O presidente do Clube Americanense de Tiro, Eduardo Bazzana, de 68 anos, foi preso nesta quarta-feira (14), em Americana, durante uma operação do MP-RJ (Ministério Público do Rio de Janeiro) com apoio da Polícia Civil. Ele é suspeito de vender armas e munições para o Comando Vermelho, facção criminosa com atuação no estado do Rio.
A operação cumpriu quatro mandados de busca e apreensão, que resultaram na apreensão de armamentos e munições. Os alvos foram a residência de Bazzana, uma extensão do imóvel localizada no mesmo condomínio, uma loja vinculada a ele e a sede do Clube Americanense de Tiro.


Bazzana foi encaminhado à Cadeia Pública de Sumaré, onde aguarda audiência de custódia marcada para esta quarta-feira, às 15h. Caso a prisão preventiva seja mantida, ele deverá ser transferido para o CDP (Centro de Detenção Provisória) de Americana.
Defesa questiona prisão de presidente de clube de tiro e fala em ilegalidade
A defesa de Bazzana, representada pelo advogado Rogério Duarte, alega que todas as armas apreendidas estão regularizadas, com notas fiscais e autorizações legais emitidas pelo Exército. Segundo Duarte, a prisão foi “formulada e autorizada de forma totalmente ilegal, contra os preceitos do Código de Processo”.
O advogado afirma ainda que as negociações investigadas envolvem um atirador credenciado do Rio de Janeiro, com CR (Certificado de Registro) válido, que teria adquirido armamentos em São Paulo com autorização oficial.
“Até agora o que sabemos, e o que o senhor Eduardo Bazzana me passou, é que havia uma pessoa do Rio de Janeiro credenciada, que vinha ao estado de São Paulo para comprar armamento e munições, com autorização do Exército”,
disse o defensor.
Segundo ele, as transações com esse intermediário foram pontuais. “Não foram muitas negociações. No máximo duas ou três vezes, basicamente munições e, talvez, uma ou duas armas”, afirmou Duarte, que informou ainda que pretende ingressar com um pedido de habeas corpus.
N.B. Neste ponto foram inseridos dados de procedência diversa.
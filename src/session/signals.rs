//! Process-wide crash and child-exit diagnostics.
//!
//! Handlers are installed once, the first time a device process is
//! spawned. Fatal signals emit a short notice naming the live run
//! directories (so their contents can be inspected post-mortem), then
//! re-raise with the previously installed disposition. The handlers do
//! no allocation; the run-directory list is rendered into a fixed
//! buffer whenever the watch registry changes.

use std::collections::HashMap;
use std::path::{Path, PathBuf};
use std::sync::atomic::{AtomicBool, AtomicUsize, Ordering};
use std::sync::{Mutex, Once, OnceLock, PoisonError};

const FATAL_SIGNALS: [libc::c_int; 3] = [libc::SIGSEGV, libc::SIGFPE, libc::SIGABRT];

/// Pre-rendered, async-signal-safe notice text.
static NOTICE: Mutex<Vec<u8>> = Mutex::new(Vec::new());
static NOTICE_LEN: AtomicUsize = AtomicUsize::new(0);

/// Set by SIGUSR1; polled by callers that want an on-demand state dump.
static DUMP_REQUESTED: AtomicBool = AtomicBool::new(false);

static INSTALL: Once = Once::new();

fn registry() -> &'static Mutex<HashMap<u32, PathBuf>> {
    static REGISTRY: OnceLock<Mutex<HashMap<u32, PathBuf>>> = OnceLock::new();
    REGISTRY.get_or_init(|| Mutex::new(HashMap::new()))
}

fn render_notice() {
    let reg = registry().lock().unwrap_or_else(PoisonError::into_inner);
    let mut text = Vec::with_capacity(256);
    text.extend_from_slice(b"fatal signal caught; device run directories:\n");
    for dir in reg.values() {
        text.extend_from_slice(b"  ");
        text.extend_from_slice(dir.as_os_str().as_encoded_bytes());
        text.push(b'\n');
    }
    let len = text.len();
    *NOTICE.lock().unwrap_or_else(PoisonError::into_inner) = text;
    NOTICE_LEN.store(len, Ordering::Release);
}

extern "C" fn on_fatal(sig: libc::c_int) {
    // Only write(2) and signal re-raising below: both async-signal-safe.
    let len = NOTICE_LEN.load(Ordering::Acquire);
    if len > 0 {
        if let Ok(notice) = NOTICE.try_lock() {
            unsafe {
                libc::write(libc::STDERR_FILENO, notice.as_ptr().cast(), len);
            }
        }
    }
    unsafe {
        libc::signal(sig, libc::SIG_DFL);
        libc::raise(sig);
    }
}

extern "C" fn on_usr1(_sig: libc::c_int) {
    DUMP_REQUESTED.store(true, Ordering::Release);
}

extern "C" fn on_chld(_sig: libc::c_int) {
    // Children are reaped by their owning session; nothing to do here
    // beyond preventing SIG_IGN from discarding the status.
}

fn install() {
    INSTALL.call_once(|| unsafe {
        for sig in FATAL_SIGNALS {
            let mut action: libc::sigaction = std::mem::zeroed();
            action.sa_sigaction = on_fatal as usize;
            libc::sigaction(sig, &action, std::ptr::null_mut());
        }
        let mut usr1: libc::sigaction = std::mem::zeroed();
        usr1.sa_sigaction = on_usr1 as usize;
        libc::sigaction(libc::SIGUSR1, &usr1, std::ptr::null_mut());

        let mut chld: libc::sigaction = std::mem::zeroed();
        chld.sa_sigaction = on_chld as usize;
        libc::sigaction(libc::SIGCHLD, &chld, std::ptr::null_mut());
    });
}

/// Registers a spawned device process for crash diagnostics.
pub fn watch_child(pid: u32, device_dir: &Path) {
    install();
    registry()
        .lock()
        .unwrap_or_else(PoisonError::into_inner)
        .insert(pid, device_dir.to_path_buf());
    render_notice();
}

/// Drops a reaped child from the registry.
pub fn unwatch_child(pid: u32) {
    registry()
        .lock()
        .unwrap_or_else(PoisonError::into_inner)
        .remove(&pid);
    render_notice();
}

/// Consumes a pending SIGUSR1 dump request, if any arrived.
pub fn take_dump_request() -> bool {
    DUMP_REQUESTED.swap(false, Ordering::AcqRel)
}

/// Process-fatal path for an abnormal device-process exit: emit the
/// diagnostics notice naming every live session's run directory, then
/// terminate the host with a non-zero status. A crash in one simulated
/// device must not silently lose the siblings' output.
pub fn fatal_peer_exit(status: std::process::ExitStatus) -> ! {
    use std::io::Write;

    let notice = NOTICE.lock().unwrap_or_else(PoisonError::into_inner);
    let mut stderr = std::io::stderr().lock();
    let _ = stderr.write_all(&notice);
    let _ = writeln!(stderr, "device process exited abnormally: {status}");
    std::process::exit(status.code().unwrap_or(1).max(1));
}

#[cfg(test)]
mod tests {
    use super::*;

    #[test]
    fn registry_tracks_watched_children() {
        watch_child(424_242, Path::new("/tmp/devices/device_7"));
        {
            let notice = NOTICE.lock().unwrap();
            let text = String::from_utf8_lossy(&notice);
            assert!(text.contains("device_7"));
        }
        unwatch_child(424_242);
        let notice = NOTICE.lock().unwrap();
        assert!(!String::from_utf8_lossy(&notice).contains("device_7"));
    }

    #[test]
    fn dump_request_flag_is_consumed_once() {
        DUMP_REQUESTED.store(true, Ordering::Release);
        assert!(take_dump_request());
        assert!(!take_dump_request());
    }
}
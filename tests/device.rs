//! End-to-end exercises of the device facade over the in-process peer.

use std::sync::{Arc, Mutex};
use std::time::{Duration, Instant};
use swemu_shim::container::{ContainerBuilder, SectionKind};
use swemu_shim::session::{LoopbackTransport, SimPeer};
use swemu_shim::{Config, Device, LoadState, MemoryBank, ShimError};

const TEST_PACKET: u64 = 4096;

fn open_device(dir: &tempfile::TempDir, index: u32) -> (Device, Arc<Mutex<SimPeer>>) {
    let (transport, peer) = LoopbackTransport::new();
    let config = Config {
        packet_size: TEST_PACKET,
        ..Config::default()
    };
    let device = Device::open_with_transport(
        index,
        &[MemoryBank::new(0, 1024 * 4096)],
        Box::new(transport),
        dir.path().join(format!("device_{index}")),
        config,
    );
    (device, peer)
}

fn pattern(len: usize) -> Vec<u8> {
    (0..len).map(|i| (i * 7 % 251) as u8).collect()
}

#[test]
fn transfers_round_trip_across_chunk_boundaries() {
    let dir = tempfile::tempdir().unwrap();
    let (device, _peer) = open_device(&dir, 0);
    let packet = TEST_PACKET as usize;

    for len in [0, 1, packet - 1, packet, packet + 1, 3 * packet + 5] {
        let handle = device.create_bo(4 * TEST_PACKET, 0, false).unwrap();
        let data = pattern(len);
        let offset = 3;

        let written = device.write_bo(handle, &data, offset).unwrap();
        assert_eq!(written, len as u64);

        let mut back = vec![0u8; len];
        let read = device.read_bo(handle, &mut back, offset).unwrap();
        assert_eq!(read, len as u64);
        assert_eq!(back, data, "length {len} mismatched");

        device.free_bo(handle).unwrap();
    }
}

#[test]
fn out_of_range_transfer_is_rejected_up_front() {
    let dir = tempfile::tempdir().unwrap();
    let (device, _peer) = open_device(&dir, 0);

    let handle = device.create_bo(4096, 0, false).unwrap();
    let err = device.write_bo(handle, &[0u8; 16], 4090).unwrap_err();
    assert!(matches!(
        err,
        ShimError::ShortTransfer { completed: 0, .. }
    ));
}

#[test]
fn export_then_import_sees_the_same_bytes() {
    let dir = tempfile::tempdir().unwrap();
    let (exporter, _peer_a) = open_device(&dir, 0);
    let (importer, _peer_b) = open_device(&dir, 1);

    let handle = exporter.create_bo(8192, 0, false).unwrap();
    let data = pattern(8192);
    exporter.write_bo(handle, &data, 0).unwrap();

    let token = exporter.export_bo(handle).unwrap();
    assert_eq!(token.size, 8192);
    assert!(token.path.exists());

    let imported = importer.import_bo(&token).unwrap();
    assert_eq!(importer.bo_size(imported).unwrap(), 8192);

    let mut back = vec![0u8; 8192];
    importer.read_bo(imported, &mut back, 0).unwrap();
    assert_eq!(back, data);
}

#[test]
fn exporting_twice_returns_the_same_token() {
    let dir = tempfile::tempdir().unwrap();
    let (device, _peer) = open_device(&dir, 0);

    let handle = device.create_bo(4096, 0, false).unwrap();
    let first = device.export_bo(handle).unwrap();
    let second = device.export_bo(handle).unwrap();
    assert_eq!(first.path, second.path);
}

#[test]
fn poll_returns_ready_completions_and_respects_the_timeout() {
    let dir = tempfile::tempdir().unwrap();
    let (device, peer) = open_device(&dir, 0);
    let queue = device.create_stream(true).unwrap();

    // Two submissions complete immediately, three stay pending.
    device
        .stream_write_async(queue, &[b"one".as_slice()], false, 1)
        .unwrap();
    device
        .stream_write_async(queue, &[b"two".as_slice()], false, 2)
        .unwrap();
    peer.lock().unwrap().hold_completions(true);
    for ctx in 3..=5 {
        device
            .stream_write_async(queue, &[b"pending".as_slice()], false, ctx)
            .unwrap();
    }

    let start = Instant::now();
    let done = device
        .poll_completions(2, 4, Duration::from_secs(10))
        .unwrap();
    assert_eq!(done.len(), 2);
    assert!(start.elapsed() < Duration::from_secs(5));
    let contexts: Vec<u64> = done.iter().map(|c| c.context).collect();
    assert!(contexts.contains(&1) && contexts.contains(&2));

    // Nothing further completes: the poll must give up at its deadline
    // and hand back the empty result rather than hang.
    let start = Instant::now();
    let none = device
        .poll_completions(1, 4, Duration::from_millis(100))
        .unwrap();
    assert!(none.is_empty());
    assert!(start.elapsed() < Duration::from_secs(2));
}

#[test]
fn stream_data_round_trips_between_queues() {
    let dir = tempfile::tempdir().unwrap();
    let (device, _peer) = open_device(&dir, 0);

    let queue = device.create_stream(true).unwrap();
    let sent = device
        .stream_write(queue, &[b"stream payload".as_slice()], true)
        .unwrap();
    assert_eq!(sent, 14);

    let mut buf = [0u8; 14];
    let got = device.stream_read(queue, &mut [&mut buf[..]], true).unwrap();
    assert_eq!(got, 14);
    assert_eq!(&buf, b"stream payload");

    device.destroy_stream(queue).unwrap();
}

#[test]
fn gathered_stream_write_scatters_back_across_buffers() {
    let dir = tempfile::tempdir().unwrap();
    let (device, _peer) = open_device(&dir, 0);

    let queue = device.create_stream(true).unwrap();
    let sent = device
        .stream_write(queue, &[b"head ".as_slice(), b"tail".as_slice()], true)
        .unwrap();
    assert_eq!(sent, 9);

    let mut first = [0u8; 5];
    let mut second = [0u8; 4];
    let got = device
        .stream_read(queue, &mut [&mut first[..], &mut second[..]], true)
        .unwrap();
    assert_eq!(got, 9);
    assert_eq!(&first, b"head ");
    assert_eq!(&second, b"tail");

    device.destroy_stream(queue).unwrap();
}

#[test]
fn gathered_async_write_reports_one_completion_for_all_spans() {
    let dir = tempfile::tempdir().unwrap();
    let (device, _peer) = open_device(&dir, 0);

    let queue = device.create_stream(true).unwrap();
    device
        .stream_write_async(queue, &[b"ab".as_slice(), b"cdef".as_slice()], true, 9)
        .unwrap();

    let done = device
        .poll_completions(1, 4, Duration::from_secs(10))
        .unwrap();
    assert_eq!(done.len(), 1);
    assert_eq!(done[0].context, 9);
    assert_eq!(done[0].nbytes, 6);
}

#[test]
fn valid_binary_walks_the_load_state_machine() {
    let dir = tempfile::tempdir().unwrap();
    let (device, peer) = open_device(&dir, 0);

    let image = ContainerBuilder::new()
        .section(SectionKind::Bitstream, b"BITSTREAM".to_vec())
        .section(SectionKind::Metadata, b"<platform/>".to_vec())
        .build();
    device.load_binary(&image).unwrap();

    assert_eq!(device.load_state(), LoadState::Loaded);
    assert_eq!(peer.lock().unwrap().bitstream_loads, 1);
    // The numbered run directory holds the dumped metadata.
    assert!(dir.path().join("device_0/binary_0/metadata.bin").exists());
}

#[test]
fn rejected_container_has_no_session_side_effects() {
    let dir = tempfile::tempdir().unwrap();
    let (device, peer) = open_device(&dir, 0);

    let err = device.load_binary(b"swbin0\0\0rest").unwrap_err();
    assert!(matches!(err, ShimError::InvalidContainer(_)));
    assert_eq!(device.load_state(), LoadState::Unloaded);
    assert!(!device.has_session());
    assert_eq!(peer.lock().unwrap().bitstream_loads, 0);

    // The device stays usable afterwards.
    let image = ContainerBuilder::new()
        .section(SectionKind::Bitstream, b"BITS".to_vec())
        .build();
    device.load_binary(&image).unwrap();
    assert_eq!(device.load_state(), LoadState::Loaded);
}

#[test]
fn close_tears_down_peer_and_run_directory() {
    let dir = tempfile::tempdir().unwrap();
    let (device, peer) = open_device(&dir, 0);

    let handle = device.create_bo(4096, 0, false).unwrap();
    device.write_bo(handle, b"data", 0).unwrap();
    let device_dir = dir.path().join("device_0");
    assert!(device_dir.exists());

    device.close().unwrap();
    assert!(peer.lock().unwrap().closed);
    assert!(!device_dir.exists());
}
//! Fallback chain shared by the spam and raid detectors.

use guildwatch_schema::{ActorId, GuildId};

use crate::effector::EscalationEffector;

/// Which step of kick → timeout → log-only actually happened.
#[derive(Debug, Clone, Copy, PartialEq, Eq)]
pub enum EscalationOutcome {
    Kicked,
    TimedOut,
    /// Neither consequence could be applied; only the record remains.
    DetectedOnly,
}

impl EscalationOutcome {
    /// Label used in audit records.
    pub fn label(self) -> &'static str {
        match self {
            EscalationOutcome::Kicked => "KICKED",
            EscalationOutcome::TimedOut => "TIMED OUT",
            EscalationOutcome::DetectedOnly => "DETECTED",
        }
    }
}

/// Parameters for one escalation.
#[derive(Debug, Clone, Copy)]
pub struct EscalationPlan<'a> {
    pub kick_reason: &'a str,
    pub timeout_ms: u64,
    pub timeout_reason: &'a str,
}

/// Try to kick; if that is refused try a timeout; otherwise settle for the
/// record. Each step is attempted at most once.
pub fn escalate_member(
    effector: &dyn EscalationEffector,
    guild: GuildId,
    actor: ActorId,
    plan: &EscalationPlan<'_>,
) -> EscalationOutcome {
    if effector.kick_actor(guild, actor, plan.kick_reason).is_ok() {
        return EscalationOutcome::Kicked;
    }
    if effector
        .timeout_actor(guild, actor, plan.timeout_ms, plan.timeout_reason)
        .is_ok()
    {
        return EscalationOutcome::TimedOut;
    }
    EscalationOutcome::DetectedOnly
}
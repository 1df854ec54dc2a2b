//! Filesystem abstraction for guildwatch.
//!
//! This crate provides:
//! - Filesystem trait for atomic writes, appends and reads
//! - AuditWriter for appending audit records to day-chunked JSONL files

pub mod writer;

pub use writer::{
    audit_filename, parse_audit_filename, AuditLogFile, AuditWriter, Filesystem, FsError,
    JsonlAuditWriter, MockFilesystem, RealFilesystem,
};
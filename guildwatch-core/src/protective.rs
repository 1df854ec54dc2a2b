//! Timed protective mode state machine.
//!
//! `INACTIVE --activate--> ACTIVE --(deactivate | expiry)--> INACTIVE`
//!
//! Every activation gets a new generation number. An expiry timer carries
//! the generation it was armed for, so a timer left over from an earlier
//! activation can never cut a later one short.

use serde::Serialize;

/// Result of a mode operation.
#[derive(Debug, Clone, Copy, PartialEq, Eq, Serialize)]
#[serde(rename_all = "snake_case", tag = "transition")]
pub enum ModeTransition {
    Activated { generation: u64, expires_at_ms: u64 },
    AlreadyActive,
    Deactivated,
    AlreadyInactive,
    /// Expiry for a generation that is no longer current.
    StaleExpiry,
}

impl ModeTransition {
    /// Whether the call changed state.
    pub fn changed(self) -> bool {
        matches!(self, ModeTransition::Activated { .. } | ModeTransition::Deactivated)
    }
}

#[derive(Debug, Clone, Copy, PartialEq, Eq)]
struct Activation {
    generation: u64,
    activated_at_ms: u64,
}

/// One protective mode instance for a (detector, guild) pair.
#[derive(Debug, Clone)]
pub struct ProtectiveMode {
    duration_ms: u64,
    active: Option<Activation>,
    generation: u64,
}

impl ProtectiveMode {
    /// Create an inactive mode that auto-expires `duration_ms` after each activation.
    pub fn new(duration_ms: u64) -> Self {
        Self {
            duration_ms,
            active: None,
            generation: 0,
        }
    }

    pub fn is_active(&self) -> bool {
        self.active.is_some()
    }

    /// Arm the mode. A no-op while already active.
    pub fn activate(&mut self, now_ms: u64) -> ModeTransition {
        if self.active.is_some() {
            return ModeTransition::AlreadyActive;
        }
        self.generation += 1;
        self.active = Some(Activation {
            generation: self.generation,
            activated_at_ms: now_ms,
        });
        ModeTransition::Activated {
            generation: self.generation,
            expires_at_ms: now_ms.saturating_add(self.duration_ms),
        }
    }

    /// Disarm the mode. A no-op while already inactive.
    pub fn deactivate(&mut self) -> ModeTransition {
        match self.active.take() {
            Some(_) => ModeTransition::Deactivated,
            None => ModeTransition::AlreadyInactive,
        }
    }

    /// Disarm only if `generation` is still the current activation.
    pub fn expire(&mut self, generation: u64) -> ModeTransition {
        match self.active {
            Some(a) if a.generation == generation => self.deactivate(),
            Some(_) => ModeTransition::StaleExpiry,
            None => ModeTransition::AlreadyInactive,
        }
    }

    pub fn activated_at_ms(&self) -> Option<u64> {
        self.active.map(|a| a.activated_at_ms)
    }

    pub fn expires_at_ms(&self) -> Option<u64> {
        self.active
            .map(|a| a.activated_at_ms.saturating_add(self.duration_ms))
    }

    /// Number of activations so far.
    pub fn activations(&self) -> u64 {
        self.generation
    }
}

#[cfg(test)]
mod tests {
    use super::*;

    #[test]
    fn test_activate_then_deactivate() {
        let mut mode = ProtectiveMode::new(1_000);
        assert!(!mode.is_active());

        assert_eq!(
            mode.activate(50),
            ModeTransition::Activated {
                generation: 1,
                expires_at_ms: 1_050
            }
        );
        assert!(mode.is_active());
        assert_eq!(mode.activated_at_ms(), Some(50));
        assert_eq!(mode.expires_at_ms(), Some(1_050));

        assert_eq!(mode.deactivate(), ModeTransition::Deactivated);
        assert!(!mode.is_active());
        assert_eq!(mode.expires_at_ms(), None);
    }

    #[test]
    fn test_activate_is_idempotent() {
        let mut mode = ProtectiveMode::new(1_000);
        assert!(mode.activate(0).changed());
        assert_eq!(mode.activate(10), ModeTransition::AlreadyActive);
        assert_eq!(mode.activations(), 1);
        // the original activation time is kept
        assert_eq!(mode.activated_at_ms(), Some(0));
    }

    #[test]
    fn test_deactivate_when_inactive_is_noop() {
        let mut mode = ProtectiveMode::new(1_000);
        assert_eq!(mode.deactivate(), ModeTransition::AlreadyInactive);
        assert!(!mode.deactivate().changed());
    }

    #[test]
    fn test_expiry_for_current_generation() {
        let mut mode = ProtectiveMode::new(1_000);
        mode.activate(0);
        assert_eq!(mode.expire(1), ModeTransition::Deactivated);
        assert_eq!(mode.expire(1), ModeTransition::AlreadyInactive);
    }

    #[test]
    fn test_stale_expiry_ignored_after_manual_cycle() {
        let mut mode = ProtectiveMode::new(1_000);
        mode.activate(0);
        mode.deactivate();
        mode.activate(500);

        // timer armed by the first activation fires
        assert_eq!(mode.expire(1), ModeTransition::StaleExpiry);
        assert!(mode.is_active());

        assert_eq!(mode.expire(2), ModeTransition::Deactivated);
    }
}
Questionado sobre a acusação de ligação com o Comando Vermelho, o advogado negou qualquer envolvimento de seu cliente com a facção.
“Quem conhece o senhor Eduardo sabe que ele é uma pessoa idônea, íntegra. Jamais compactuaria com a venda de armamentos para criminosos.”
A defesa também questiona a legalidade da busca realizada em um segundo imóvel no mesmo condomínio, por não haver mandado específico para o local.